Google propose de retrouver une sélection de parties jouées par AlphaGo Zero. Toutes sont présentées au coup 50 par défaut, mais un menu permet de se déplacer aux coups suivants/précédents et de remonter au début ou à la fin de la partie.
AlphaGo Zero est certainement au top pour le jeu de Go, mais pour le reste...
Dans le billet technique publié sur Nature, les chercheurs affirment que leurs « résultats démontrent que l'apprentissage par renforcement pur est pleinement réalisable, même dans les domaines les plus difficiles : il est possible de s'entraîner à un niveau surhumain, sans aucun exemple humain ou conseil, et sans aucune autre connaissance que les règles de base ». Ils démontrent également qu'il ne faut « que » quelques heures d'apprentissage pour obtenir de meilleures performances qu'en s'entrainant à partir de matchs entre humains.
Rappelons enfin qu'AlphaGo n'est pas une intelligence artificielle forte, nous en sommes d'ailleurs très loin. De plus, bien qu'elle ne soit « plus contrainte par les limites de la connaissance humaine » pour son apprentissage, elle a été développée grâce... aux connaissances humaines.
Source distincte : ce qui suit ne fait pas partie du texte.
//! Page orchestration: the OCR entry points.
//!
//! ## Why sequential?
//!
//! Every page goes render → request → aggregate → repair → normalise before
//! the next one starts. The endpoint is a single GPU pod that serialises
//! inference anyway; dispatching pages in parallel would only queue them on
//! the server while holding several page images in memory here.
//!
//! Any error aborts the run. Results are assembled only after the last page
//! succeeded, so a failed run never produces a partial document.

use crate::config::OcrConfig;
use crate::error::{OcrError, Result};
use crate::output::{Document, OcrOutput, OcrStats, PageResult};
use crate::pipeline::encode::RenderedPage;
use crate::pipeline::input::{self, PageSource};
use crate::pipeline::llm::{ChatMessage, ChatRequest, InferenceBackend, OpenAiCompatBackend};
use crate::pipeline::postprocess;
use crate::prompts;
use crate::stream;
use std::path::{Path, PathBuf};
use std::sync::Arc;
use std::time::Instant;
use tracing::{debug, info, warn};

/// OCR a PDF or image file.
///
/// This is the primary entry point for the library.
///
/// # Errors
/// Every error is fatal: input validation (missing file, bad selector, no
/// endpoint) fails before any request is sent; rendering, transport and
/// stream errors abort the remaining pages. Unparseable model replies and
/// truncated replies are not errors, see [`PageResult`].
pub async fn ocr(input_path: impl AsRef<Path>, config: &OcrConfig) -> Result<OcrOutput> {
    let input_path = input_path.as_ref();
    info!("Starting OCR: {} ({} mode)", input_path.display(), config.format);

    let source = input::resolve_input(
        input_path,
        config.password.as_deref(),
        config.target_image_dim,
    )?;
    let backend = resolve_backend(config)?;
    run_pages(source.as_ref(), backend.as_ref(), config).await
}

/// Drive the page loop over an already resolved source and backend.
pub async fn run_pages(
    source: &dyn PageSource,
    backend: &dyn InferenceBackend,
    config: &OcrConfig,
) -> Result<OcrOutput> {
    let total_start = Instant::now();

    let total_pages = source.page_count().await?;
    let selection = select_pages(source, config, total_pages)?;
    debug!("Selected {} of {} pages", selection.len(), total_pages);
    if selection.is_empty() {
        warn!("Page selection matched no pages; output will be empty");
    }

    if let Some(ref cb) = config.progress_callback {
        cb.on_run_start(selection.len());
    }

    let prompt = prompts::select(config.format);
    let mut pages = Vec::with_capacity(selection.len());
    let mut render_duration_ms = 0u64;
    let mut inference_duration_ms = 0u64;

    for (i, &page_num) in selection.iter().enumerate() {
        let index = i + 1;
        let page_start = Instant::now();

        let rendered = source.render(page_num).await?;
        render_duration_ms += page_start.elapsed().as_millis() as u64;

        if let Some(ref cb) = config.progress_callback {
            cb.on_page_start(&rendered.label, index, selection.len());
        }

        let llm_start = Instant::now();
        let request = page_request(config, prompt, &rendered);
        let token_stream = backend.stream_chat(&request).await?;
        let completion = stream::aggregate(token_stream, config.max_tokens).await?;
        inference_duration_ms += llm_start.elapsed().as_millis() as u64;

        if completion.truncated {
            debug!("{}: reply truncated", rendered.label);
        }

        let content = postprocess::finalize_page(&completion.text, config.format);
        if content.has_parse_error() {
            warn!("{}: reply was not valid chunk JSON, kept verbatim", rendered.label);
        }

        let result = PageResult {
            label: rendered.label,
            page_num: rendered.page_num,
            content,
            truncated: completion.truncated,
            raw_chars: completion.text.chars().count(),
            duration_ms: page_start.elapsed().as_millis() as u64,
        };
        debug!(
            "{}: {} chars in {}ms",
            result.label, result.raw_chars, result.duration_ms
        );

        if let Some(ref cb) = config.progress_callback {
            cb.on_page_complete(
                &result.label,
                index,
                selection.len(),
                result.raw_chars,
                result.truncated,
            );
        }
        pages.push(result);
    }

    let document = Document::new(config.format, pages);
    let content = document.render()?;

    let stats = OcrStats {
        total_pages,
        processed_pages: document.pages.len(),
        truncated_pages: document.pages.iter().filter(|p| p.truncated).count(),
        parse_error_pages: document
            .pages
            .iter()
            .filter(|p| p.content.has_parse_error())
            .count(),
        render_duration_ms,
        inference_duration_ms,
        total_duration_ms: total_start.elapsed().as_millis() as u64,
    };

    info!(
        "OCR complete: {}/{} pages, {}ms total",
        stats.processed_pages, total_pages, stats.total_duration_ms
    );

    if let Some(ref cb) = config.progress_callback {
        cb.on_run_complete(selection.len());
    }

    Ok(OcrOutput {
        content,
        document,
        stats,
    })
}

/// OCR a file and write the rendered document to `output_path`.
///
/// Uses atomic write (temp file + rename) so a failed run leaves no partial file.
pub async fn ocr_to_file(
    input_path: impl AsRef<Path>,
    output_path: impl AsRef<Path>,
    config: &OcrConfig,
) -> Result<OcrStats> {
    let output = ocr(input_path, config).await?;
    write_atomic(output_path.as_ref(), &output.content).await?;
    Ok(output.stats)
}

/// Synchronous wrapper around [`ocr`].
///
/// Creates a temporary tokio runtime internally.
pub fn ocr_sync(input_path: impl AsRef<Path>, config: &OcrConfig) -> Result<OcrOutput> {
    tokio::runtime::Runtime::new()
        .map_err(|e| OcrError::Internal(format!("Failed to create tokio runtime: {e}")))?
        .block_on(ocr(input_path, config))
}

/// OCR an in-memory PDF or image.
///
/// `name_hint` supplies the file name (its extension selects PDF vs image
/// handling and the image MIME type; it is also the label of an image page).
/// The bytes are spilled into a managed temp directory that is removed on
/// return.
pub async fn ocr_bytes(bytes: &[u8], name_hint: &str, config: &OcrConfig) -> Result<OcrOutput> {
    let dir = tempfile::tempdir()
        .map_err(|e| OcrError::Internal(format!("tempdir: {e}")))?;
    let file_name = Path::new(name_hint)
        .file_name()
        .map(|n| n.to_os_string())
        .unwrap_or_else(|| "input".into());
    let path = dir.path().join(file_name);
    tokio::fs::write(&path, bytes)
        .await
        .map_err(|e| OcrError::Internal(format!("tempfile write: {e}")))?;
    // `dir` is dropped (and the file deleted) when `ocr` returns
    ocr(&path, config).await
}

/// Page count of an input without contacting any inference backend.
///
/// Images always count as one page.
pub async fn inspect(input_path: impl AsRef<Path>, password: Option<&str>) -> Result<usize> {
    let source = input::resolve_input(input_path, password, crate::pipeline::render::DEFAULT_TARGET_DIM)?;
    source.page_count().await
}

/// The backend a run will use: the pre-built one, else a client for `endpoint`.
pub fn resolve_backend(config: &OcrConfig) -> Result<Arc<dyn InferenceBackend>> {
    if let Some(ref backend) = config.backend {
        return Ok(Arc::clone(backend));
    }
    match config.endpoint {
        Some(ref endpoint) => {
            debug!("Using endpoint {:?}", endpoint);
            Ok(Arc::new(OpenAiCompatBackend::new(
                endpoint.clone(),
                config.request_timeout_secs,
            )?))
        }
        None => Err(OcrError::InvalidConfig(
            "no inference endpoint configured: set a backend profile or an explicit base URL"
                .to_string(),
        )),
    }
}

/// The per-page chat request: one user turn with the prompt and the page image.
pub fn page_request(config: &OcrConfig, prompt: &str, page: &RenderedPage) -> ChatRequest {
    ChatRequest::new(
        config.model.clone(),
        vec![ChatMessage::user_with_image(prompt, page.data_uri())],
        config.max_tokens,
        config.repetition_penalty,
    )
}

// ── Internal helpers ─────────────────────────────────────────────────────

fn select_pages(source: &dyn PageSource, config: &OcrConfig, total: usize) -> Result<Vec<usize>> {
    if source.paginated() {
        return config.pages.resolve(total);
    }
    if !config.pages.is_all() {
        warn!("Page selection is ignored for image input");
    }
    Ok(vec![1])
}

async fn write_atomic(path: &Path, content: &str) -> Result<()> {
    let write_err = |e| OcrError::OutputWriteFailed {
        path: path.to_path_buf(),
        source: e,
    };

    if let Some(parent) = path.parent().filter(|p| !p.as_os_str().is_empty()) {
        tokio::fs::create_dir_all(parent).await.map_err(write_err)?;
    }

    let tmp_path = tmp_sibling(path);
    tokio::fs::write(&tmp_path, content).await.map_err(write_err)?;
    tokio::fs::rename(&tmp_path, path).await.map_err(write_err)?;
    debug!("Wrote {} bytes to {}", content.len(), path.display());
    Ok(())
}

fn tmp_sibling(path: &Path) -> PathBuf {
    let mut name = path.file_name().map(|n| n.to_os_string()).unwrap_or_default();
    name.push(".tmp");
    path.with_file_name(name)
}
Dans tous les cas, elle n'est (très) douée que dans une tâche bien précise : jouer au Go.
Demandez-lui autre chose et elle sera perdue : y'a-t-il un ballon dans une image ? Un éléphant sait-il jouer de la flûte ? Reconnais moi toutes ces fleurs... L'intérêt est surtout la rapidité à laquelle elle peut jouer des millions de parties et donc apprendre de cette expérience, ce qu'un humain n'est pour le moment pas capable de faire (par contre il peut faire un café).
Pour rappel, DeepMind avait annoncé son retrait des compétitions de Go et ne semble pas vouloir revenir sur cette décision, il ne devrait donc pas y avoir d'affrontement entre AlphaGo Zero et des joueurs professionnels. Prochain défi annoncé par la société : s'attaquer à Starcraft II et battre des joueurs.